Highland Park Independent School District’s (HISD) Board of Trustees updated the community Tuesday, saying it expects to have a finalist for the position of superintendent by April.
Superintendent Tom Trigg, who has held the position since July 2015, announced his retirement at a Board of Trustees meeting on October 12, 2022, promising to stay on until a new superintendent could be found.
“I certainly have appreciated the opportunities the last seven-and-a-half years have provided, and I really do look forward to the remainder of this year and continuing working with my colleagues and you as community members,” Trigg said at the time.

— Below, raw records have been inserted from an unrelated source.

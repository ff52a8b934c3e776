//! Fixed worker pool for bucket rendering.
//!
//! Workers sleep on a condition variable between frames and are woken by a
//! monotonically increasing frame generation. Comparing generations instead
//! of a boolean "go" flag means a worker can neither miss a wakeup nor be
//! woken into a frame that already finished.
//!
//! Within a frame, tiles are claimed by an atomic fetch-add cursor. The hot
//! cursor and the cold active-worker counter sit on separate cache lines so
//! tile claiming does not false-share with completion bookkeeping.

use std::sync::atomic::{AtomicBool, AtomicU32, Ordering};
use std::sync::{Arc, Condvar, Mutex};
use std::thread::JoinHandle;

use crate::tile::Tile;

type TileJob = Arc<dyn Fn(Tile) + Send + Sync>;

#[repr(align(64))]
struct PaddedCounter(AtomicU32);

struct FrameState {
    generation: u64,
    tiles: Arc<Vec<Tile>>,
    job: Option<TileJob>,
}

struct DoneState {
    /// Generation of the most recently completed frame.
    completed: u64,
}

struct Shared {
    frame: Mutex<FrameState>,
    start: Condvar,
    done: Mutex<DoneState>,
    done_signal: Condvar,
    next_tile: PaddedCounter,
    active_workers: PaddedCounter,
    exit: AtomicBool,
}

/// Fixed pool of rendering workers, created once and kept for the lifetime
/// of the renderer.
pub struct TileScheduler {
    shared: Arc<Shared>,
    workers: Vec<JoinHandle<()>>,
}

impl TileScheduler {
    /// Pool sized to hardware concurrency, or a single deterministic worker
    /// in debug builds.
    pub fn new() -> Self {
        let worker_count = if cfg!(debug_assertions) {
            1
        } else {
            std::thread::available_parallelism()
                .map(std::num::NonZeroUsize::get)
                .unwrap_or(1)
        };
        Self::with_workers(worker_count)
    }

    pub fn with_workers(worker_count: usize) -> Self {
        let worker_count = worker_count.max(1);
        let shared = Arc::new(Shared {
            frame: Mutex::new(FrameState {
                generation: 0,
                tiles: Arc::new(Vec::new()),
                job: None,
            }),
            start: Condvar::new(),
            done: Mutex::new(DoneState { completed: 0 }),
            done_signal: Condvar::new(),
            next_tile: PaddedCounter(AtomicU32::new(0)),
            active_workers: PaddedCounter(AtomicU32::new(0)),
            exit: AtomicBool::new(false),
        });

        let workers = (0..worker_count)
            .map(|i| {
                let shared = shared.clone();
                std::thread::Builder::new()
                    .name(format!("ember-worker-{i}"))
                    .spawn(move || worker_loop(&shared))
                    .expect("failed to spawn render worker")
            })
            .collect();

        log::info!("tile scheduler started with {worker_count} workers");
        Self { shared, workers }
    }

    pub fn worker_count(&self) -> usize {
        self.workers.len()
    }

    /// Runs `job` over every tile across the worker pool and blocks until
    /// the frame is complete.
    pub fn render_frame<F>(&self, tiles: Vec<Tile>, job: F)
    where
        F: Fn(Tile) + Send + Sync,
    {
        let job: Arc<dyn Fn(Tile) + Send + Sync + '_> = Arc::new(job);
        // SAFETY: the job may borrow caller state, which it must not outlive.
        // Workers hold their clones only while processing this generation and
        // drop them before decrementing the active count; we block below
        // until that count reaches zero and then drop the last clone, so
        // every reference is gone before this call returns.
        let job: TileJob = unsafe {
            std::mem::transmute::<Arc<dyn Fn(Tile) + Send + Sync + '_>, TileJob>(job)
        };

        let generation = {
            let mut frame = self.shared.frame.lock().unwrap();
            frame.generation += 1;
            frame.tiles = Arc::new(tiles);
            frame.job = Some(job);
            // Every worker from the previous generation has already
            // decremented the active count, so no stale fetch-add can race
            // with this reset.
            self.shared.next_tile.0.store(0, Ordering::Relaxed);
            self.shared
                .active_workers
                .0
                .store(self.workers.len() as u32, Ordering::Release);
            frame.generation
        };
        self.shared.start.notify_all();

        let mut done = self.shared.done.lock().unwrap();
        while done.completed < generation {
            done = self.shared.done_signal.wait(done).unwrap();
        }
        drop(done);

        // Last job reference; see the safety comment above.
        self.shared.frame.lock().unwrap().job = None;
    }
}

impl Default for TileScheduler {
    fn default() -> Self {
        Self::new()
    }
}

impl Drop for TileScheduler {
    fn drop(&mut self) {
        {
            // Set under the frame lock so a worker checking its wait
            // predicate cannot miss the final wakeup.
            let _frame = self.shared.frame.lock().unwrap();
            self.shared.exit.store(true, Ordering::Release);
            self.shared.start.notify_all();
        }
        for worker in self.workers.drain(..) {
            let _ = worker.join();
        }
    }
}

fn worker_loop(shared: &Shared) {
    let mut last_generation = 0u64;

    loop {
        let (generation, tiles, job) = {
            let mut frame = shared.frame.lock().unwrap();
            while frame.generation == last_generation && !shared.exit.load(Ordering::Acquire) {
                frame = shared.start.wait(frame).unwrap();
            }
            if shared.exit.load(Ordering::Acquire) {
                return;
            }
            last_generation = frame.generation;
            (
                frame.generation,
                frame.tiles.clone(),
                frame.job.clone().expect("dispatched frame carries a job"),
            )
        };

        loop {
            let index = shared.next_tile.0.fetch_add(1, Ordering::Relaxed) as usize;
            if index >= tiles.len() {
                break;
            }
            job(tiles[index]);
        }

        // The job reference must die before the coordinator can observe the
        // frame as complete.
        drop(job);
        drop(tiles);

        if shared.active_workers.0.fetch_sub(1, Ordering::AcqRel) == 1 {
            let mut done = shared.done.lock().unwrap();
            done.completed = generation;
            shared.done_signal.notify_all();
        }
    }
}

Hazard, Young, Attea & Associates was hired in November to help with the search for a new superintendent and presented its findings to the Board of Trustees at the December 2022 meeting. The choice drew criticism from parents at the time, with Spencer Siino alleging that the firm’s website is highly politicized and “makes no mention of academic achievement, college placement, parental rights, or teacher empowerment.”
Trustee Doug Woodward explained that 85 names were gathered in the search for the superintendent position. Of those, 22 have either applied or are pending.
“Interviews will take place in March,” Woodward said. “By April, there will be a finalist.”
Woodward said that the names of the candidates for superintendent will remain confidential “for their safety.”
“We will not be announcing publicly the finalists we’ll choose,” he said.
Tammy Kuykendall, interim director of communications, told The Dallas Express that keeping the names confidential was “standard practice.”
“They may not be at a place where they’re ready to share with someone else that they’re interested,” Kuykendall said. “The community took a lot of time and energy meeting with the firm that was hired to conduct our (interviews), 300 individuals provided comments in person, and then 1,700 supplied some information through our online survey that they conducted.”
The results of the survey conducted showed that “maximizing opportunities for increasing staff compensation in support of the retention and recruitment of top quality teachers” and improving academic performance were at the top of the list of what HPISD members were looking for in a new superintendent.
Other concerns included paying closer attention to student and staff’s mental health, increasing the financial security of the district as a whole, and improving accountability systems for staff, among other concerns.
There was also concern about allegedly “progressive” or “woke” educators teaching at HPISD, suggesting that teachers should be apolitical in their teaching methods.
Trigg declined to comment to The Dallas Express except to direct questions about the superintendent search process to Kuykendall.
Highland Park ISD boasts a 100% graduation rate, significantly higher than the 81.1% four-year graduation rate shown by nearby Dallas ISD.